(Stored data entries)
□ □ □

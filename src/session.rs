//! Game session: the current roster snapshot plus the round being typed in.
//!
//! A session is what a score-keeping screen holds. Score edits land in the
//! pending round; `submit` settles it, installs the new snapshot and starts
//! the next round with an empty pending map.

use crate::core::{GameConfig, PlayerId, Roster};
use crate::errors::{ConfigError, InputIssue, SettlementError};
use crate::rules::{ExplosionRules, GameResult, RoundEngine, RoundInput, RoundReport};

/// A game in progress.
#[derive(Clone, Debug)]
pub struct GameSession<E: RoundEngine = ExplosionRules> {
    engine: E,
    roster: Roster,
    pending: RoundInput,
    reports: Vec<RoundReport>,
}

impl GameSession<ExplosionRules> {
    /// Start a session with the standard rules.
    pub fn new(config: &GameConfig) -> Result<Self, ConfigError> {
        Ok(Self::with_engine(ExplosionRules::new(), Roster::new(config)?))
    }
}

impl<E: RoundEngine> GameSession<E> {
    /// Start a session from an existing roster.
    pub fn with_engine(engine: E, roster: Roster) -> Self {
        Self {
            engine,
            roster,
            pending: RoundInput::new(),
            reports: Vec::new(),
        }
    }

    /// Current roster snapshot.
    pub fn roster(&self) -> &Roster {
        &self.roster
    }

    pub fn engine(&self) -> &E {
        &self.engine
    }

    /// 1-based number of the round being entered.
    pub fn round_number(&self) -> u32 {
        self.roster.rounds_played() + 1
    }

    /// Reports of every settled round since the last reset.
    pub fn reports(&self) -> &[RoundReport] {
        &self.reports
    }

    /// Pending scores for the round being entered.
    pub fn pending(&self) -> &RoundInput {
        &self.pending
    }

    pub fn pending_score(&self, player: PlayerId) -> Option<&str> {
        self.pending.get(player)
    }

    /// Record a raw score for an active player.
    ///
    /// The text is stored as typed; it is only parsed on validation.
    pub fn set_score(
        &mut self,
        player: PlayerId,
        raw: impl Into<String>,
    ) -> Result<(), SettlementError> {
        match self.roster.player(player) {
            None => Err(SettlementError::InvalidInput(vec![InputIssue::UnknownPlayer(player)])),
            Some(p) if !p.is_playing() => {
                Err(SettlementError::InvalidInput(vec![InputIssue::NotPlaying(player)]))
            }
            Some(_) => {
                self.pending.set(player, raw);
                Ok(())
            }
        }
    }

    pub fn clear_score(&mut self, player: PlayerId) {
        self.pending.remove(player);
    }

    /// Whether the pending round can be submitted.
    pub fn can_submit(&self) -> bool {
        self.engine.can_settle(&self.roster, &self.pending)
    }

    /// Problems with the pending round, if any.
    pub fn pending_issues(&self) -> Vec<InputIssue> {
        match self.engine.validate(&self.roster, &self.pending) {
            Ok(_) => Vec::new(),
            Err(err) => err.issues().to_vec(),
        }
    }

    /// Settle the pending round and start the next one.
    ///
    /// On error nothing changes, including the pending scores.
    pub fn submit(&mut self) -> Result<&RoundReport, SettlementError> {
        let settlement = self.engine.settle(&self.roster, &self.pending)?;

        self.roster = settlement.roster;
        self.pending.clear();
        self.reports.push(settlement.report);

        let last = self.reports.len() - 1;
        Ok(&self.reports[last])
    }

    /// Start the game over with the same players.
    pub fn reset(&mut self) {
        self.roster = self.engine.reset(&self.roster);
        self.pending.clear();
        self.reports.clear();

        tracing::info!(players = self.roster.len(), "game reset");
    }

    /// The result once the game is decided.
    pub fn result(&self) -> Option<GameResult> {
        self.engine.is_terminal(&self.roster)
    }

    /// Value an exploding player would currently be rolled back to.
    pub fn highest_escaped_total(&self) -> u32 {
        self.roster.highest_escaped_total()
    }
}

#[cfg(test)]
mod tests {
    use super::*;

    fn session() -> GameSession {
        GameSession::new(&GameConfig::from_names(["Ana", "Bruno", "Caio"])).unwrap()
    }

    fn p(id: u8) -> PlayerId {
        PlayerId::new(id)
    }

    #[test]
    fn test_new_session() {
        let s = session();
        assert_eq!(s.round_number(), 1);
        assert!(s.pending().is_empty());
        assert!(s.reports().is_empty());
        assert!(!s.can_submit());
        assert_eq!(s.result(), None);
    }

    #[test]
    fn test_can_submit_tracks_edits() {
        let mut s = session();
        s.set_score(p(0), "10").unwrap();
        s.set_score(p(1), "20").unwrap();
        assert!(!s.can_submit());
        assert_eq!(s.pending_issues(), vec![InputIssue::Missing(p(2))]);

        s.set_score(p(2), "abc").unwrap();
        assert!(!s.can_submit());

        s.set_score(p(2), "5").unwrap();
        assert!(s.can_submit());
        assert!(s.pending_issues().is_empty());

        s.clear_score(p(1));
        assert!(!s.can_submit());
        assert_eq!(s.pending_score(p(1)), None);
    }

    #[test]
    fn test_submit_advances_round() {
        let mut s = session();
        for (id, raw) in [(0, "10"), (1, "20"), (2, "30")] {
            s.set_score(p(id), raw).unwrap();
        }

        let report = s.submit().unwrap();
        assert_eq!(report.round, 1);

        assert_eq!(s.round_number(), 2);
        assert!(s.pending().is_empty());
        assert_eq!(s.reports().len(), 1);
        assert_eq!(s.roster().player(p(2)).unwrap().total(), 30);
        assert_eq!(s.highest_escaped_total(), 30);
    }

    #[test]
    fn test_failed_submit_keeps_pending() {
        let mut s = session();
        s.set_score(p(0), "10").unwrap();

        assert!(matches!(s.submit(), Err(SettlementError::InvalidInput(_))));
        assert_eq!(s.pending_score(p(0)), Some("10"));
        assert_eq!(s.round_number(), 1);
    }

    #[test]
    fn test_set_score_refuses_unknown_and_eliminated() {
        let mut s = session();
        assert_eq!(
            s.set_score(p(7), "1"),
            Err(SettlementError::InvalidInput(vec![InputIssue::UnknownPlayer(p(7))]))
        );

        // Two of three overflow: both are swept out.
        for (id, raw) in [(0, "100"), (1, "100"), (2, "1")] {
            s.set_score(p(id), raw).unwrap();
        }
        s.submit().unwrap();

        assert_eq!(
            s.set_score(p(0), "1"),
            Err(SettlementError::InvalidInput(vec![InputIssue::NotPlaying(p(0))]))
        );
        assert_eq!(s.result(), Some(GameResult::Winner(p(2))));
    }

    #[test]
    fn test_reset_clears_everything() {
        let mut s = session();
        for (id, raw) in [(0, "10"), (1, "20"), (2, "30")] {
            s.set_score(p(id), raw).unwrap();
        }
        s.submit().unwrap();
        s.set_score(p(0), "4").unwrap();

        s.reset();
        let once = s.roster().clone();
        s.reset();

        assert_eq!(s.roster(), &once);
        assert_eq!(s.round_number(), 1);
        assert!(s.pending().is_empty());
        assert!(s.reports().is_empty());
        assert!(s.roster().players().all(|p| p.total() == 0 && p.points().is_empty()));
    }
}
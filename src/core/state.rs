//! Roster: the complete set of player records at a point in time.
//!
//! A `Roster` is an immutable snapshot from the caller's point of view.
//! Settlement clones it (O(1) thanks to `im::Vector`), applies the round to
//! the clone and hands back the new snapshot, so the previous state is never
//! observed half-updated.

use im::Vector;
use serde::{Deserialize, Serialize};

use super::config::{GameConfig, PlayerSpec, RulesConfig};
use super::player::{Player, PlayerId};
use crate::errors::ConfigError;

/// Player records plus the rules they are scored under.
///
/// Deserializing re-checks the snapshot, so a hand-edited document cannot
/// produce a roster that settlement could never have reached.
#[derive(Clone, Debug, PartialEq, Eq, Serialize, Deserialize)]
#[serde(try_from = "RosterRecord")]
pub struct Roster {
    rules: RulesConfig,
    players: Vector<Player>,
    rounds_played: u32,
}

/// Unchecked wire form of a [`Roster`].
#[derive(Deserialize)]
struct RosterRecord {
    rules: RulesConfig,
    players: Vector<Player>,
    rounds_played: u32,
}

impl TryFrom<RosterRecord> for Roster {
    type Error = ConfigError;

    fn try_from(record: RosterRecord) -> Result<Self, Self::Error> {
        let RosterRecord {
            rules,
            players,
            rounds_played,
        } = record;

        // Same rules as a starting configuration.
        GameConfig {
            rules,
            players: players
                .iter()
                .map(|p| PlayerSpec {
                    id: Some(p.id()),
                    name: p.name().to_string(),
                })
                .collect(),
        }
        .validate()?;

        if players
            .iter()
            .any(|p| p.rounds_recorded() != rounds_played as usize)
        {
            return Err(ConfigError::InconsistentRoster(
                "history length differs from rounds played",
            ));
        }
        if !players.iter().any(Player::is_playing) {
            return Err(ConfigError::InconsistentRoster("no active players"));
        }
        if !players.iter().all(|p| p.margin_matches(rules.threshold)) {
            return Err(ConfigError::InconsistentRoster(
                "escape margin does not match total",
            ));
        }

        Ok(Self {
            rules,
            players,
            rounds_played,
        })
    }
}

impl Roster {
    /// Create a fresh roster from a validated configuration.
    pub fn new(config: &GameConfig) -> Result<Self, ConfigError> {
        config.validate()?;

        let threshold = config.rules.threshold;
        let players = config
            .resolved_players()
            .map(|(id, name)| Player::new(id, name, threshold))
            .collect();

        Ok(Self {
            rules: config.rules,
            players,
            rounds_played: 0,
        })
    }

    /// Create a fresh roster with standard rules and positional ids.
    pub fn from_names<I, S>(names: I) -> Result<Self, ConfigError>
    where
        I: IntoIterator<Item = S>,
        S: Into<String>,
    {
        Self::new(&GameConfig::from_names(names))
    }

    #[must_use]
    pub fn rules(&self) -> &RulesConfig {
        &self.rules
    }

    #[must_use]
    pub fn threshold(&self) -> u32 {
        self.rules.threshold
    }

    /// Number of settled rounds.
    #[must_use]
    pub fn rounds_played(&self) -> u32 {
        self.rounds_played
    }

    /// Number of players, active or not.
    #[must_use]
    pub fn len(&self) -> usize {
        self.players.len()
    }

    #[must_use]
    pub fn is_empty(&self) -> bool {
        self.players.is_empty()
    }

    /// All players in seating order.
    pub fn players(&self) -> impl Iterator<Item = &Player> {
        self.players.iter()
    }

    /// Look up a player by id.
    #[must_use]
    pub fn player(&self, id: PlayerId) -> Option<&Player> {
        self.players.iter().find(|p| p.id() == id)
    }

    /// Players still in the game.
    pub fn active_players(&self) -> impl Iterator<Item = &Player> {
        self.players.iter().filter(|p| p.is_playing())
    }

    pub fn active_ids(&self) -> impl Iterator<Item = PlayerId> + '_ {
        self.active_players().map(Player::id)
    }

    #[must_use]
    pub fn active_count(&self) -> usize {
        self.active_players().count()
    }

    /// Active players who have never exploded.
    pub fn survivors(&self) -> impl Iterator<Item = &Player> {
        self.active_players().filter(|p| !p.has_exploded())
    }

    /// True once a single active player remains.
    #[must_use]
    pub fn is_decided(&self) -> bool {
        self.active_count() == 1
    }

    /// The winner, once the game is decided.
    #[must_use]
    pub fn winner(&self) -> Option<PlayerId> {
        let mut active = self.active_ids();
        match (active.next(), active.next()) {
            (Some(id), None) => Some(id),
            _ => None,
        }
    }

    /// Highest total among active players that has not overflowed.
    ///
    /// This is the value an exploding player would be rolled back to.
    #[must_use]
    pub fn highest_escaped_total(&self) -> u32 {
        let threshold = self.threshold();
        self.active_players()
            .map(Player::total)
            .filter(|&total| total <= threshold)
            .max()
            .unwrap_or(0)
    }

    /// Fresh roster with the same players and rules.
    #[must_use]
    pub fn reset(&self) -> Self {
        let threshold = self.threshold();
        let mut fresh = self.clone();
        for player in fresh.players.iter_mut() {
            player.reset(threshold);
        }
        fresh.rounds_played = 0;
        fresh
    }

    // === Settlement access ===

    pub(crate) fn players_mut(&mut self) -> impl Iterator<Item = &mut Player> {
        self.players.iter_mut()
    }

    pub(crate) fn player_mut(&mut self, id: PlayerId) -> Option<&mut Player> {
        self.players.iter_mut().find(|p| p.id() == id)
    }

    pub(crate) fn advance_round(&mut self) {
        self.rounds_played += 1;
    }
}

□ □ □

Task instructions »
Transcribe only the lines from the beginning of the entries to the line with "impl<E: RoundEngine> GameSession<E>", inclusive, exactly as written.

Reply »
filename src/session.rs
//! Game session: the current roster snapshot plus the round being typed in.
//!
//! A session is what a score-keeping screen holds. Score edits land in the
//! pending round; `submit` settles it, installs the new snapshot and starts
//! the next round with an empty pending map.

use crate::core::{GameConfig, PlayerId, Roster};
use crate::errors::{ConfigError, InputIssue, SettlementError};
use crate::rules::{ExplosionRules, GameResult, RoundEngine, RoundInput, RoundReport};

/// A game in progress.
#[derive(Clone, Debug)]
pub struct GameSession<E: RoundEngine = ExplosionRules> {
    engine: E,
    roster: Roster,
    pending: RoundInput,
    reports: Vec<RoundReport>,
}

impl GameSession<ExplosionRules> {
    /// Start a session with the standard rules.
    pub fn new(config: &GameConfig) -> Result<Self, ConfigError> {
        Ok(Self::with_engine(ExplosionRules::new(), Roster::new(config)?))
    }
}

impl<E: RoundEngine> GameSession<E> {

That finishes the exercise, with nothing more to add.